» **WHAT YOU WILL DO**
Retype, exactly as they appear below, the lines between the line holding "self.args.get(name)" and the line holding "pub fn transfer_errors(&self)", both ends included.

(Source records)
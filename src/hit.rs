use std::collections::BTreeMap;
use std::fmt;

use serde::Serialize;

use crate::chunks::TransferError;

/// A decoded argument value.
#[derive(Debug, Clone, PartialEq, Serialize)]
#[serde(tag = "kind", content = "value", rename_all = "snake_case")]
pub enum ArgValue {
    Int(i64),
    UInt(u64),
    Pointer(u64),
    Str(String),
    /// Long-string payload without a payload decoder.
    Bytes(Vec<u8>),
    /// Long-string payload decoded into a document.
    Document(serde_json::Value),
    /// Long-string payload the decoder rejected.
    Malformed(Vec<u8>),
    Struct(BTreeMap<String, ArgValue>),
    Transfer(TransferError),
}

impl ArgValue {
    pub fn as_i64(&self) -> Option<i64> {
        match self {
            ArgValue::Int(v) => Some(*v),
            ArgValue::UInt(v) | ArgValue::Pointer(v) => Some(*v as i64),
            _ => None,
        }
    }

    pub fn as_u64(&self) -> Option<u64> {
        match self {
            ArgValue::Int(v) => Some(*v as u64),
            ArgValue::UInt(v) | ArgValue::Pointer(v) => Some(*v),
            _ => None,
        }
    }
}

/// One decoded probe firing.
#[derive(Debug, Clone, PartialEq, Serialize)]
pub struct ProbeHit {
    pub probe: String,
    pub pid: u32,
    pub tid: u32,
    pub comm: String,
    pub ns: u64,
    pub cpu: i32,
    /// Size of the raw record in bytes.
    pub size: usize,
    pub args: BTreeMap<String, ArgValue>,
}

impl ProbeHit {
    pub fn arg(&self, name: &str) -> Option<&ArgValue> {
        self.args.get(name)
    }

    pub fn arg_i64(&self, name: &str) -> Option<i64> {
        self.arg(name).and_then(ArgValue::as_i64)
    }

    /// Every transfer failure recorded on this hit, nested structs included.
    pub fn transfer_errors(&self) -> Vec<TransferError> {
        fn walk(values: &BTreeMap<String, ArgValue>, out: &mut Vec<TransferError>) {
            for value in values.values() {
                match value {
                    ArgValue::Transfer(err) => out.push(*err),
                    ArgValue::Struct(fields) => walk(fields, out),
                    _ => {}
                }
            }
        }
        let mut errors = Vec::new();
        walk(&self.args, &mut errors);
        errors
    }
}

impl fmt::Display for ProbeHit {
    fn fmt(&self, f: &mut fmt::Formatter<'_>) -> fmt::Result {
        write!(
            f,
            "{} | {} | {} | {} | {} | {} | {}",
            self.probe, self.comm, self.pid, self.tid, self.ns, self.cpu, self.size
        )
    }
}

» **RESULT**
        self.args.get(name)
    }

    pub fn arg_i64(&self, name: &str) -> Option<i64> {
        self.arg(name).and_then(ArgValue::as_i64)
    }

    /// Every transfer failure recorded on this hit, nested structs included.
    pub fn transfer_errors(&self) -> Vec<TransferError> {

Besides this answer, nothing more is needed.